Fresh out of university, they formed the production company Black Brain Pictures in 2004. According to Mandla N, he worked on City Ses'la when he was 19. The group self-funded, wrote, produced, directed, edited, and acted in the pilot themselves. This led to a partnership with Endemol, which provided further support for the show.

Initially, City Ses'la was pitched to SABC 3. It was eventually picked up by SABC 1 in 2005. With the former serving an upper-class English-spesking urban demographic, much of the series had to be reworked, translating the intellectual and culturally nuanced humour of the show into South Africa’s diverse languages to fit in with the latter's language policy. Many of the jokes relied on metaphors and similes that did not easily translate, but as the series progressed, the creative team was given more freedom to adapt the humour to better reflect South African society.

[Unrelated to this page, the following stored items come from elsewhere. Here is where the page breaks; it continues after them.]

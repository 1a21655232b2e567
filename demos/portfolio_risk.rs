//! Aggregate Greeks across a book of option positions.
//!
//! Shows how to:
//!   - Mark a book at model volatilities
//!   - Mark the same book from observed prices (implied volatility)
//!   - Inspect per-position risk
//!
//! Run with: `cargo run --example portfolio_risk`

use optcalc::portfolio::position_risks;
use optcalc::{
    BlackScholesEngine, ContractSpec, ImpliedVolSolver, MarkMode, MarketState, OptionsEngine, Position,
};

fn main() -> Result<(), Box<dyn std::error::Error>> {
    let market = MarketState::new(100.0, 0.05)?;

    // Long ATM calls, short OTM puts, a few short-dated wings.
    let book = vec![
        Position::new(10.0, ContractSpec::call(100.0, 1.0, 0.20)?, 10.80),
        Position::new(-5.0, ContractSpec::put(95.0, 0.5, 0.25)?, 3.40),
        Position::new(20.0, ContractSpec::call(115.0, 0.25, 0.30)?, 0.45),
    ];

    // ---------------------------------------------------------------
    // 1. Per-position risk
    // ---------------------------------------------------------------

    let risks = position_risks(&market, &book, MarkMode::Model, &ImpliedVolSolver::default())?;
    println!("{:>4} {:>8} {:>8} {:>10} {:>10} {:>10}", "#", "Qty", "Vol", "Value", "Delta", "Vega");
    println!("{}", "-".repeat(56));
    for (i, r) in risks.iter().enumerate() {
        println!(
            "{i:>4} {:>8.1} {:>8.4} {:>10.4} {:>10.4} {:>10.4}",
            r.quantity, r.volatility, r.unit_value, r.greeks.delta, r.greeks.vega
        );
    }

    // ---------------------------------------------------------------
    // 2. Totals under both marking modes
    // ---------------------------------------------------------------

    for mode in [MarkMode::Model, MarkMode::Implied] {
        let engine = BlackScholesEngine::new().mark_mode(mode);
        let totals = engine.analyze_portfolio(&market, &book)?;
        println!("\n{mode:?} marking");
        println!("  value: {:>12.4}", totals.portfolio_value);
        println!("  delta: {:>12.4}", totals.total_delta);
        println!("  gamma: {:>12.6}", totals.total_gamma);
        println!("  vega:  {:>12.4}", totals.total_vega);
        println!("  theta: {:>12.4}", totals.total_theta);
        println!("  rho:   {:>12.4}", totals.total_rho);
    }

    Ok(())
}
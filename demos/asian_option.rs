//! Price an arithmetic-average Asian option by Monte Carlo.
//!
//! Shows how to:
//!   - Run a seeded, reproducible simulation
//!   - Read the standard error alongside the price
//!   - Compare against the European price of the same contract
//!
//! Run with: `cargo run --example asian_option`
//! With tracing: `RUST_LOG=optcalc=debug cargo run --example asian_option --features logging`

use optcalc::monte_carlo::simulate_asian_option_with_error;
use optcalc::{price_and_greeks, ContractSpec, MarketState, SimulationConfig};

fn main() -> Result<(), Box<dyn std::error::Error>> {
    #[cfg(feature = "logging")]
    tracing_subscriber::fmt()
        .with_env_filter(tracing_subscriber::EnvFilter::from_default_env())
        .init();

    let market = MarketState::new(100.0, 0.05)?;
    let contract = ContractSpec::call(100.0, 1.0, 0.20)?;
    let european = price_and_greeks(&market, &contract)?.call_price;

    println!("Asian call S=100 K=100 T=1y r=5% σ=20%, daily monitoring");
    println!("European call for reference: {european:.4}\n");

    println!("{:>10} {:>10} {:>10} {:>20}", "Paths", "Price", "Std err", "95% interval");
    println!("{}", "-".repeat(54));
    for paths in [1_000, 10_000, 100_000] {
        let config = SimulationConfig::new(paths, 252).with_seed(42);
        let est = simulate_asian_option_with_error(&market, &contract, &config)?;
        let half = 1.96 * est.std_error;
        println!(
            "{paths:>10} {:>10.4} {:>10.4} {:>9.4} .. {:<8.4}",
            est.price,
            est.std_error,
            est.price - half,
            est.price + half
        );
    }

    // Same seed, same bits.
    let config = SimulationConfig::new(50_000, 252).with_seed(7);
    let a = simulate_asian_option_with_error(&market, &contract, &config)?.price;
    let b = simulate_asian_option_with_error(&market, &contract, &config)?.price;
    println!("\nSeeded reruns identical: {}", a.to_bits() == b.to_bits());

    Ok(())
}
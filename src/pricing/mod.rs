//! Closed-form pricing.
//!
//! - [`price_and_greeks`] — European call/put prices and the five Greeks
//! - [`price`] — requested-side price only

pub mod black_scholes;

pub use black_scholes::{price, price_and_greeks};
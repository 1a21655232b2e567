//! Recover implied volatility from observed option prices.
//!
//! Shows how to:
//!   - Solve for σ with the default solver
//!   - Tune the solver and handle non-convergence
//!   - Reject prices outside no-arbitrage bounds
//!
//! Run with: `cargo run --example implied_vol`

use optcalc::{
    price_and_greeks, ContractSpec, ImpliedVolSolver, MarketState, OptionType, OptionsError, SolverConfig,
    VanillaTerms,
};

fn main() -> Result<(), Box<dyn std::error::Error>> {
    let market = MarketState::new(100.0, 0.05)?;
    let solver = ImpliedVolSolver::default();

    // ---------------------------------------------------------------
    // 1. Round trip across strikes
    // ---------------------------------------------------------------

    println!("--- Implied vol across strikes (T = 0.5y, σ = 25%) ---\n");
    println!("{:>8} {:>6} {:>12} {:>12} {:>14}", "Strike", "Side", "Price", "IV", "Reprice err");
    println!("{}", "-".repeat(56));

    for k in [70.0, 85.0, 100.0, 115.0, 130.0] {
        let side = if k < 100.0 { OptionType::Put } else { OptionType::Call };
        let contract = ContractSpec::new(k, 0.5, 0.25, side)?;
        let price = price_and_greeks(&market, &contract)?.price();
        let iv = solver.solve(&market, &contract.terms(), price)?;
        let reprice = price_and_greeks(&market, &contract.terms().with_volatility(iv.0))?.price();
        println!(
            "{k:>8.0} {:>6} {price:>12.6} {:>11.6}% {:>14.2e}",
            format!("{side:?}"),
            iv.0 * 100.0,
            (price - reprice).abs()
        );
    }

    // ---------------------------------------------------------------
    // 2. Tight iteration budget
    // ---------------------------------------------------------------

    let terms = VanillaTerms::new(100.0, 1.0, OptionType::Call)?;
    let capped = ImpliedVolSolver::new(SolverConfig::default().max_iterations(2));
    match capped.solve(&market, &terms, 40.0) {
        Err(OptionsError::NoConvergence {
            last_estimate,
            residual,
            iterations,
        }) => println!(
            "\nNo convergence after {iterations} iterations: last σ = {last_estimate:.4}, residual = {residual:.4}"
        ),
        other => println!("\nUnexpected result: {other:?}"),
    }

    // ---------------------------------------------------------------
    // 3. Price above the no-arbitrage ceiling
    // ---------------------------------------------------------------

    if let Err(e) = solver.solve(&market, &terms, 101.0) {
        println!("Rejected price 101.0 for a call on spot 100: {e}");
    }

    Ok(())
}
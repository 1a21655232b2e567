//! Standard normal distribution primitives.
//!
//! The CDF is built on the Abramowitz & Stegun 7.1.26 rational approximation
//! of `erf`, whose absolute error is bounded by 1.5e-7. The tail of `Φ` is
//! evaluated directly as `½·erfc(|x|/√2)` rather than as a difference from
//! one, so deep in/out-of-the-money probabilities keep their relative
//! precision instead of rounding to zero. `Φ(x) + Φ(-x) = 1` holds to
//! rounding, which keeps put-call parity exact at machine precision.

use std::f64::consts::{FRAC_1_SQRT_2, PI};

const A1: f64 = 0.254_829_592;
const A2: f64 = -0.284_496_736;
const A3: f64 = 1.421_413_741;
const A4: f64 = -1.453_152_027;
const A5: f64 = 1.061_405_429;
const P: f64 = 0.327_591_1;

/// `erfc(x)` for `x >= 0`.
fn erfc_non_negative(x: f64) -> f64 {
    let t = 1.0 / (1.0 + P * x);
    let poly = ((((A5 * t + A4) * t + A3) * t + A2) * t + A1) * t;
    poly * (-x * x).exp()
}

/// Error function, Abramowitz & Stegun 7.1.26.
pub fn erf(x: f64) -> f64 {
    let sign = if x < 0.0 { -1.0 } else { 1.0 };
    sign * (1.0 - erfc_non_negative(x.abs()))
}

/// Standard normal cumulative distribution function `Φ(x)`, in `[0, 1]`.
///
/// # Examples
/// ```
/// use optcalc::distribution::normal_cdf;
/// assert!((normal_cdf(0.0) - 0.5).abs() < 1e-7);
/// ```
pub fn normal_cdf(x: f64) -> f64 {
    let tail = 0.5 * erfc_non_negative(x.abs() * FRAC_1_SQRT_2);
    if x < 0.0 {
        tail
    } else {
        1.0 - tail
    }
}

/// Standard normal probability density function `φ(x)`.
pub fn normal_pdf(x: f64) -> f64 {
    (-0.5 * x * x).exp() / (2.0 * PI).sqrt()
}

Tumi Masemola described the authenticity of the portrayal and the on-screen chemistry, stating that it is a reflection of their shared experience as friends. Director Joshua Rous also stated that instead of following the traditional sitcom format, the team focused on developing character-driven narratives, thus allowing for more complex interactions between the characters, reflecting the dynamics of their real-life friendships.

=== Filming ===
All 5 seasons of the show were shot at Atlas Studios in Johannesburg,

===Music===
Theme music for the series was composed by Bruce Williams, Mighty Music Africa and Gang of Instrumentals.

==Broadcast==
The series premiered on 2 November 2005 on SABC 1. The show and its 4 seasons have been re-broadcast on SABC multiple times. City Ses'la is also available on the SABC Plus VOD platform from November 2022.

==Spinoff series==

In 2014, SABC 1 announced the spinoff series, Ses'Top La. Picking after the events of City Ses'La, the series focuses on Themba, now married to Phumzile, as they navigate life in the upperclass Sandton Gold apartments. Mandla N created and executive produced the series, as well as reprised his role with Busi Lurayi. Other City Ses'La cast members were also involved in the production, either behind the scenes or guest starring in their previous roles.